» **WHAT THE TASK REQUIRES**: Repeat each entry in the listing word for word.

++++ DATA RECORDS

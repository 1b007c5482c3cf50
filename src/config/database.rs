//! Configuración de base de datos
//!
//! Este módulo maneja la configuración del pool de PostgreSQL con SQLx.

use sqlx::postgres::{PgPool, PgPoolOptions};
use std::time::Duration;

/// Configuración de la base de datos
#[derive(Debug, Clone)]
pub struct DatabaseConfig {
    pub url: String,
    pub max_connections: u32,
    pub min_connections: u32,
    pub connect_timeout: Duration,
    pub idle_timeout: Duration,
    pub max_lifetime: Duration,
}

impl DatabaseConfig {
    pub fn new(url: impl Into<String>) -> Self {
        Self {
            url: url.into(),
            max_connections: 20,
            min_connections: 1,
            connect_timeout: Duration::from_secs(3),
            idle_timeout: Duration::from_secs(300),
            max_lifetime: Duration::from_secs(3600),
        }
    }

    pub fn with_connect_timeout(mut self, timeout: Duration) -> Self {
        self.connect_timeout = timeout;
        self
    }

    /// Crear un nuevo pool de conexiones
    pub async fn create_pool(&self) -> Result<PgPool, sqlx::Error> {
        PgPoolOptions::new()
            .max_connections(self.max_connections)
            .min_connections(self.min_connections)
            .acquire_timeout(self.connect_timeout)
            .idle_timeout(self.idle_timeout)
            .max_lifetime(self.max_lifetime)
            .connect(&self.url)
            .await
    }
}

++++++++

» **RESPONSE TO THE EXERCISE**:
repository 1b007c5482c3cf50
filename src/config/database.rs
//! Configuración de base de datos
//!
//! Este módulo maneja la configuración del pool de PostgreSQL con SQLx.

use sqlx::postgres::{PgPool, PgPoolOptions};
use std::time::Duration;

/// Configuración de la base de datos
#[derive(Debug, Clone)]
pub struct DatabaseConfig {
    pub url: String,
    pub max_connections: u32,
    pub min_connections: u32,
    pub connect_timeout: Duration,
    pub idle_timeout: Duration,
    pub max_lifetime: Duration,
}

impl DatabaseConfig {
    pub fn new(url: impl Into<String>) -> Self {
        Self {
            url: url.into(),
            max_connections: 20,
            min_connections: 1,
            connect_timeout: Duration::from_secs(3),
            idle_timeout: Duration::from_secs(300),
            max_lifetime: Duration::from_secs(3600),
        }
    }

    pub fn with_connect_timeout(mut self, timeout: Duration) -> Self {
        self.connect_timeout = timeout;
        self
    }

    /// Crear un nuevo pool de conexiones
    pub async fn create_pool(&self) -> Result<PgPool, sqlx::Error> {
        PgPoolOptions::new()
            .max_connections(self.max_connections)
            .min_connections(self.min_connections)
            .acquire_timeout(self.connect_timeout)
            .idle_timeout(self.idle_timeout)
            .max_lifetime(self.max_lifetime)
            .connect(&self.url)
            .await
    }
}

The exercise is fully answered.